PROBLEM REQUIREMENTS:
Take the lines below beginning at the line that has "out_tx, queue_depth: depth" and stopping after the line that has "pub fn health_report(&self)", and print them exactly as they are, with no other lines.

Content starts

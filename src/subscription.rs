// subscription.rs — one multiplexed stream per leader (spec §4.D).
//
// Grounded on the teacher's `ingestor::connect_and_listen`: same outer
// reconnect-with-backoff loop, same stall-watcher idea (there: a polled
// `AtomicBool` checked every 5s against a buffer timestamp; here: an inline
// 60s-silence timer per leader, since each leader's reconnect is independent
// rather than one shared global flag). The per-leader bounded queue and its
// backpressure-drop metric are new — the teacher only ever buffered into one
// shared in-memory book, never fanned out to a downstream consumer that
// could fall behind.

use dashmap::DashMap;
use rand::Rng;
use std::sync::atomic::{AtomicBool, AtomicU64, Ordering};
use std::sync::Arc;
use std::time::Duration;
use tokio::sync::mpsc;

use crate::gateway::{ExchangeClient, UserEvent, UserFill};
use crate::model::Address;

const BACKOFF_BASE: Duration = Duration::from_secs(1);
const BACKOFF_CAP: Duration = Duration::from_secs(60);
const HEARTBEAT_INTERVAL: Duration = Duration::from_secs(30);
const STALL_TIMEOUT: Duration = Duration::from_secs(60);
const DEFAULT_QUEUE_DEPTH: usize = 1_000;

/// A leader fill handed downstream to the Dispatcher, tagged with the leader
/// so a single fan-in channel can serve every subscribed leader.
#[derive(Debug, Clone)]
pub struct LeaderFill {
    pub leader: Address,
    pub fill: UserFill,
}

struct LeaderStream {
    healthy: AtomicBool,
    last_message_at_ms: AtomicU64,
    cancel: tokio::sync::watch::Sender<bool>,
}

fn now_ms() -> u64 {
    chrono::Utc::now().timestamp_millis().max(0) as u64
}

/// Maintains exactly one logical stream per leader with ≥1 active follower,
/// reconnecting with exponential backoff and discarding the stream's initial
/// snapshot. Fills are forwarded to a single fan-in channel consumed by the
/// Leader-Trade Dispatcher.
pub struct SubscriptionManager {
    gateway: Arc<dyn ExchangeClient>,
    streams: DashMap<Address, Arc<LeaderStream>>,
    out_tx: mpsc::Sender<LeaderFill>,
    queue_depth: usize,
}

impl SubscriptionManager {
    pub fn new(gateway: Arc<dyn ExchangeClient>, queue_depth: usize) -> (Self, mpsc::Receiver<LeaderFill>) {
        let depth = if queue_depth == 0 { DEFAULT_QUEUE_DEPTH } else { queue_depth };
        let (out_tx, out_rx) = mpsc::channel(depth);
        (Self { gateway, streams: DashMap::new(), out_tx, queue_depth: depth }, out_rx)
    }

    /// Subscribes to `leader`'s fill stream if not already subscribed.
    /// Single-subscription guarantee: a second call for the same leader is a no-op.
    pub fn subscribe(self: &Arc<Self>, leader: Address) {
        if self.streams.contains_key(&leader) {
            return;
        }
        let (cancel_tx, cancel_rx) = tokio::sync::watch::channel(false);
        let handle = Arc::new(LeaderStream { healthy: AtomicBool::new(false), last_message_at_ms: AtomicU64::new(now_ms()), cancel: cancel_tx });
        self.streams.insert(leader.clone(), handle.clone());

        let mgr = self.clone();
        tokio::spawn(async move {
            mgr.run_leader_loop(leader, handle, cancel_rx).await;
        });
    }

    /// Closes the stream for `leader` (spec: last follower removed).
    pub fn unsubscribe(&self, leader: &str) {
        if let Some((_, handle)) = self.streams.remove(leader) {
            let _ = handle.cancel.send(true);
        }
    }

    /// Tears down and re-establishes `leader`'s stream. Called by the
    /// Governor's health-check job (spec §4.D: "reports ... to a governor
    /// that restarts unhealthy streams").
    pub fn force_reconnect(self: &Arc<Self>, leader: &Address) {
        self.unsubscribe(leader);
        self.subscribe(leader.clone());
    }

    pub fn is_subscribed(&self, leader: &str) -> bool {
        self.streams.contains_key(leader)
    }

    /// `{leader: healthy}` report for the governor's restart-unhealthy-streams job.
    pub fn health_report(&self) -> std::collections::HashMap<Address, bool> {
        self.streams.iter().map(|e| (e.key().clone(), e.value().healthy.load(Ordering::Relaxed))).collect()
    }

    async fn run_leader_loop(self: Arc<Self>, leader: Address, handle: Arc<LeaderStream>, mut cancel_rx: tokio::sync::watch::Receiver<bool>) {
        let mut backoff = BACKOFF_BASE;
        loop {
            if *cancel_rx.borrow() {
                return;
            }
            match self.gateway.stream_user(&leader).await {
                Ok(rx) => {
                    backoff = BACKOFF_BASE;
                    handle.healthy.store(true, Ordering::Relaxed);
                    let stalled = self.drain_stream(&leader, &handle, rx, &mut cancel_rx).await;
                    handle.healthy.store(false, Ordering::Relaxed);
                    if *cancel_rx.borrow() {
                        return;
                    }
                    if stalled {
                        log::warn!("[SUBSCRIPTION] leader={} stream stalled, forcing reconnect", leader);
                    }
                }
                Err(e) => {
                    log::warn!("[SUBSCRIPTION] leader={} connect failed: {}", leader, e);
                    handle.healthy.store(false, Ordering::Relaxed);
                }
            }
            let jittered = backoff + Duration::from_millis(rand::thread_rng().gen_range(0..250));
            tokio::select! {
                _ = tokio::time::sleep(jittered) => {}
                _ = cancel_rx.changed() => { if *cancel_rx.borrow() { return; } }
            }
            backoff = (backoff * 2).min(BACKOFF_CAP);
        }
    }

    /// Returns `true` if the loop exited because of a silence timeout
    /// (stall), `false` if the underlying stream closed or was cancelled.
    async fn drain_stream(
        &self,
        leader: &str,
        handle: &Arc<LeaderStream>,
        mut rx: mpsc::Receiver<crate::gateway::StreamEnvelope<UserEvent>>,
        cancel_rx: &mut tokio::sync::watch::Receiver<bool>,
    ) -> bool {
        let mut heartbeat = tokio::time::interval(HEARTBEAT_INTERVAL);
        loop {
            tokio::select! {
                maybe_env = rx.recv() => {
                    match maybe_env {
                        Some(env) => {
                            handle.last_message_at_ms.store(now_ms(), Ordering::Relaxed);
                            if env.is_snapshot {
                                log::debug!("[SUBSCRIPTION] leader={} discarding initial snapshot", leader);
                                continue;
                            }
                            if let UserEvent::Fill(fill) = env.payload {
                                self.forward(leader, fill).await;
                            }
                        }
                        None => return false,
                    }
                }
                _ = heartbeat.tick() => {
                    let silence = now_ms().saturating_sub(handle.last_message_at_ms.load(Ordering::Relaxed));
                    if silence > STALL_TIMEOUT.as_millis() as u64 {
                        return true;
                    }
                }
                _ = cancel_rx.changed() => {
                    if *cancel_rx.borrow() { return false; }
                }
            }
        }
    }

    async fn forward(&self, leader: &str, fill: UserFill) {
        match self.out_tx.try_send(LeaderFill { leader: leader.to_string(), fill }) {
            Ok(()) => {}
            Err(mpsc::error::TrySendError::Full(_)) => {
                log::warn!("[SUBSCRIPTION] leader={} queue (depth={}) full, dropping fill (at-most-once)", leader, self.queue_depth);
            }
            Err(mpsc::error::TrySendError::Closed(_)) => {
                log::error!("[SUBSCRIPTION] dispatcher channel closed, leader={} fill lost", leader);
            }
        }
    }
}

#[cfg(test)]
mod tests {
    use super::*;
    use crate::gateway::SimGateway;
    use crate::model::MetadataSnapshot;

    #[tokio::test]
    async fn subscribe_is_idempotent_single_subscription() {
        let gw: Arc<dyn ExchangeClient> = Arc::new(SimGateway::new(MetadataSnapshot::default()));
        let (mgr, _rx) = SubscriptionManager::new(gw, 10);
        let mgr = Arc::new(mgr);
        mgr.subscribe("0xLEADER".to_string());
        mgr.subscribe("0xLEADER".to_string());
        assert_eq!(mgr.streams.len(), 1);
    }

    #[tokio::test]
    async fn unsubscribe_removes_stream_entry() {
        let gw: Arc<dyn ExchangeClient> = Arc::new(SimGateway::new(MetadataSnapshot::default()));
        let (mgr, _rx) = SubscriptionManager::new(gw, 10);
        let mgr = Arc::new(mgr);
        mgr.subscribe("0xLEADER".to_string());
        mgr.unsubscribe("0xLEADER");
        assert!(!mgr.is_subscribed("0xLEADER"));
    }
}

Content ends

RESULT OF THIS EXERCISE:
        (Self { gateway, streams: DashMap::new(), out_tx, queue_depth: depth }, out_rx)
    }

    /// Subscribes to `leader`'s fill stream if not already subscribed.
    /// Single-subscription guarantee: a second call for the same leader is a no-op.
    pub fn subscribe(self: &Arc<Self>, leader: Address) {
        if self.streams.contains_key(&leader) {
            return;
        }
        let (cancel_tx, cancel_rx) = tokio::sync::watch::channel(false);
        let handle = Arc::new(LeaderStream { healthy: AtomicBool::new(false), last_message_at_ms: AtomicU64::new(now_ms()), cancel: cancel_tx });
        self.streams.insert(leader.clone(), handle.clone());

        let mgr = self.clone();
        tokio::spawn(async move {
            mgr.run_leader_loop(leader, handle, cancel_rx).await;
        });
    }

    /// Closes the stream for `leader` (spec: last follower removed).
    pub fn unsubscribe(&self, leader: &str) {
        if let Some((_, handle)) = self.streams.remove(leader) {
            let _ = handle.cancel.send(true);
        }
    }

    /// Tears down and re-establishes `leader`'s stream. Called by the
    /// Governor's health-check job (spec §4.D: "reports ... to a governor
    /// that restarts unhealthy streams").
    pub fn force_reconnect(self: &Arc<Self>, leader: &Address) {
        self.unsubscribe(leader);
        self.subscribe(leader.clone());
    }

    pub fn is_subscribed(&self, leader: &str) -> bool {
        self.streams.contains_key(leader)
    }

    /// `{leader: healthy}` report for the governor's restart-unhealthy-streams job.
    pub fn health_report(&self) -> std::collections::HashMap<Address, bool> {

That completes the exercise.